A CALL FOR LEGALIZING DRUGS TO BRING PEACE TO CAMDEN

An iconoclastic activist told a Rutgers forum the way to curb 
violence is to "just say yes."

Frank Fulbrook, a Camden activist familiar for his efforts to improve 
the city, says he believes he has the solution to the crime that is 
one of its biggest problems.

Plain and simple: Legalize drugs.

"Drugs are everywhere," Fulbrook said, arguing that the war against 
drugs had been a failure and predicting that Camden's underground 
narcotics economy would remain vibrant with about 150 locations, or 
"drug sets," around the city.

It's not a popular view, and in a Rutgers University-Camden lecture 
sponsored by the Political Science Society and the Urban Studies 
Association, Fulbrook tried to persuade about 30 students, faculty 
members and residents that policymakers should "just say yes" to drug 
legalization if they truly wanted to save Camden and other urban areas.

Fulbrook, 57, who has experience with drugs - "I've tried them all," 
he said - blamed much of the devastation in Camden and Philadelphia 
on the blight and terror fostered by drug sets and battles over them.

Citing crimes such as the killing of 10-year-old Faheem Thomas-Childs 
in Philadelphia two years ago, Fulbrook compared modern violence in 
Camden and Philadelphia to that in Chicago during the late 1920s, 
when 800 people died in the "alcohol wars."

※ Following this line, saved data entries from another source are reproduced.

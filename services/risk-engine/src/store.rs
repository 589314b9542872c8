//! Shared threshold table
//!
//! The table is replaced whole, never edited band by band. Readers take an
//! `Arc` snapshot and classify against it, so an evaluation in flight keeps
//! the table it started with even if a replacement lands meanwhile.

use std::sync::{Arc, PoisonError, RwLock};

use tracing::info;
use types::errors::ThresholdError;
use types::threshold::ThresholdTable;

/// Atomically swappable threshold table
#[derive(Debug, Default)]
pub struct ThresholdStore {
    current: RwLock<Arc<ThresholdTable>>,
}

impl ThresholdStore {
    pub fn new(table: ThresholdTable) -> Self {
        Self {
            current: RwLock::new(Arc::new(table)),
        }
    }

    /// Table in effect right now.
    pub fn snapshot(&self) -> Arc<ThresholdTable> {
        // The guarded value is a single Arc, so a poisoned lock still holds a whole table.
        let guard = self.current.read().unwrap_or_else(PoisonError::into_inner);
        Arc::clone(&guard)
    }

    /// Publish a new table as-is and return the one it replaced.
    pub fn replace(&self, table: ThresholdTable) -> Arc<ThresholdTable> {
        let bands = table.len();
        let next = Arc::new(table);
        let previous = {
            let mut guard = self.current.write().unwrap_or_else(PoisonError::into_inner);
            std::mem::replace(&mut *guard, next)
        };
        info!(bands, previous_bands = previous.len(), "threshold table replaced");
        previous
    }

    /// Publish a new table only if it passes [`ThresholdTable::validate`].
    ///
    /// On rejection the current table stays in effect.
    pub fn replace_validated(
        &self,
        table: ThresholdTable,
    ) -> Result<Arc<ThresholdTable>, ThresholdError> {
        table.validate()?;
        Ok(self.replace(table))
    }
}

#[cfg(test)]
mod tests {
    use super::*;
    use std::thread;
    use types::threshold::RiskThreshold;

    use crate::classify::classify;

    #[test]
    fn test_snapshot_survives_replace() {
        let store = ThresholdStore::new(ThresholdTable::default_percentage());
        let before = store.snapshot();

        let previous = store.replace(ThresholdTable::default_fraction());

        assert_eq!(*before, ThresholdTable::default_percentage());
        assert_eq!(*previous, ThresholdTable::default_percentage());
        assert_eq!(*store.snapshot(), ThresholdTable::default_fraction());
        assert_eq!(classify(1.0, before.bands()).as_str(), "low");
        assert_eq!(classify(1.0, store.snapshot().bands()).as_str(), "high");
    }

    #[test]
    fn test_replace_validated_rejects_bad_table() {
        let store = ThresholdStore::new(ThresholdTable::default_percentage());
        let overlapping = ThresholdTable::new(vec![
            RiskThreshold::below(5.0, "A"),
            RiskThreshold::at_least(2.0, "B"),
        ]);

        let err = store.replace_validated(overlapping).unwrap_err();
        assert_eq!(err, ThresholdError::Overlap { first: 0, second: 1 });
        assert_eq!(*store.snapshot(), ThresholdTable::default_percentage());
    }

    #[test]
    fn test_default_store_is_empty() {
        let store = ThresholdStore::default();
        assert!(store.snapshot().is_empty());
    }

    #[test]
    fn test_concurrent_readers_see_whole_tables() {
        let store = Arc::new(ThresholdStore::new(ThresholdTable::default_percentage()));
        let valid = [
            ThresholdTable::default_percentage(),
            ThresholdTable::default_fraction(),
        ];

        let readers: Vec<_> = (0..4)
            .map(|_| {
                let store = Arc::clone(&store);
                let valid = valid.clone();
                thread::spawn(move || {
                    for _ in 0..500 {
                        let table = store.snapshot();
                        assert!(valid.contains(&*table));
                    }
                })
            })
            .collect();

        for i in 0..200 {
            if i % 2 == 0 {
                store.replace(ThresholdTable::default_fraction());
            } else {
                store.replace(ThresholdTable::default_percentage());
            }
        }

        for reader in readers {
            reader.join().unwrap();
        }
    }
}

Only lifting the prohibition against alcohol ended that violence, he 
said, and only lifting the prohibition against drugs will end the 
current scourge.

Using a pointer and a push-pin map to show neighborhoods that he said 
drug sets had destroyed, Fulbrook contended that Camden could not be 
revitalized without drug legalization. He pointed out 1,167 property 
forfeitures in the fall of 2000 that he had documented; they were 
clustered like electrons around nuclei suggested by the 150 drug locations.

"Drug prohibition is destroying cities, not suburbs," said Fulbrook, 
who had hoped to debate an opponent yesterday but could find no one 
to take on the topic. Instead, he threw his views out to an 
uncomfortable audience that seemed mostly to disagree.

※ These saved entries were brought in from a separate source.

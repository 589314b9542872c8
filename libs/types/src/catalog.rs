//! Lending-type and industry factor lookups
//!
//! The loan data source owns these tables; the catalog is the in-memory
//! form it hands to the engine side so profiles can be built by name.

use serde::{Deserialize, Serialize};
use std::collections::HashMap;

use crate::errors::CatalogError;

/// Industry name used by borrowers without a classified industry.
pub const UNCLASSIFIED_INDUSTRY: &str = "N/A";

/// PD and LGD multipliers for one lending product
#[derive(Debug, Clone, PartialEq, Serialize, Deserialize)]
pub struct LendingType {
    pub name: String,
    pub pd_factor: f64,
    pub lgd_factor: f64,
}

impl LendingType {
    pub fn new(name: impl Into<String>, pd_factor: f64, lgd_factor: f64) -> Self {
        Self {
            name: name.into(),
            pd_factor,
            lgd_factor,
        }
    }
}

/// External default-rate add-on for one industry
#[derive(Debug, Clone, PartialEq, Serialize, Deserialize)]
pub struct Industry {
    pub name: String,
    pub risk_factor: f64,
}

impl Industry {
    pub fn new(name: impl Into<String>, risk_factor: f64) -> Self {
        Self {
            name: name.into(),
            risk_factor,
        }
    }
}

/// Name-keyed factor tables. Names match exactly.
#[derive(Debug, Clone, Default, PartialEq, Serialize, Deserialize)]
pub struct FactorCatalog {
    lending_types: HashMap<String, LendingType>,
    industries: HashMap<String, Industry>,
}

impl FactorCatalog {
    pub fn new() -> Self {
        Self::default()
    }

    pub fn add_lending_type(&mut self, lending_type: LendingType) -> Result<(), CatalogError> {
        if self.lending_types.contains_key(&lending_type.name) {
            return Err(CatalogError::Duplicate {
                name: lending_type.name,
            });
        }
        self.lending_types
            .insert(lending_type.name.clone(), lending_type);
        Ok(())
    }

    pub fn add_industry(&mut self, industry: Industry) -> Result<(), CatalogError> {
        if self.industries.contains_key(&industry.name) {
            return Err(CatalogError::Duplicate {
                name: industry.name,
            });
        }
        self.industries.insert(industry.name.clone(), industry);
        Ok(())
    }

    pub fn lending_type(&self, name: &str) -> Result<&LendingType, CatalogError> {
        self.lending_types
            .get(name)
            .ok_or_else(|| CatalogError::UnknownLendingType {
                name: name.to_string(),
            })
    }

    /// Strict industry lookup.
    pub fn industry_risk(&self, name: &str) -> Result<f64, CatalogError> {
        self.industries
            .get(name)
            .map(|industry| industry.risk_factor)
            .ok_or_else(|| CatalogError::UnknownIndustry {
                name: name.to_string(),
            })
    }

    /// Lenient industry lookup: unclassified or unknown industries carry no add-on.
    pub fn industry_risk_or_default(&self, name: &str) -> f64 {
        if name == UNCLASSIFIED_INDUSTRY {
            return 0.0;
        }
        self.industry_risk(name).unwrap_or(0.0)
    }
}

Even a longtime pal and ally, City Councilman Ali Sloan El, said he 
was there not to support Fulbrook's position.

Far from giving up on the battle against drugs, Sloan El said he was 
organizing retired police officers, officers currently on the street, 
and residents to begin patrols with clipboards, flashlights and 
walkie-talkies in his Whitman Park neighborhood.

Audience member Robert Hopely hotly jousted with Fulbrook, contending 
that legalizing drugs would be "capitulation."

North Camden resident Jean R. Kehner, 77, echoed that sentiment. 
"Make it legal, and all of sudden they will all take part," she said.

Anthony Bertolotti, 20, said legalizing alcohol had not prevented but 
rather fostered crimes such as domestic violence.

"I don't see any good coming from making drugs legal," he said.

Despite such opposition, Fulbrook, who has been vilified as a thug 
and a "nut" for his views, said he believed that officials battling 
crime in the city were beginning to come around to his point of view.

"It's a touchy subject," retired Camden Police Chief Edwin Figueroa 
said in a telephone interview before the forum. "You just can't say, 
'Let's legalize drugs.' What are the after-effects? How will it be 
implemented?"

Camden revitalization czar Melvin R. "Randy" Primas Jr. said the 
issue needed more discussion.

"I agree we may need to look at drug policy. Not necessarily to 
legalize it but look at the realities surrounding it," he said.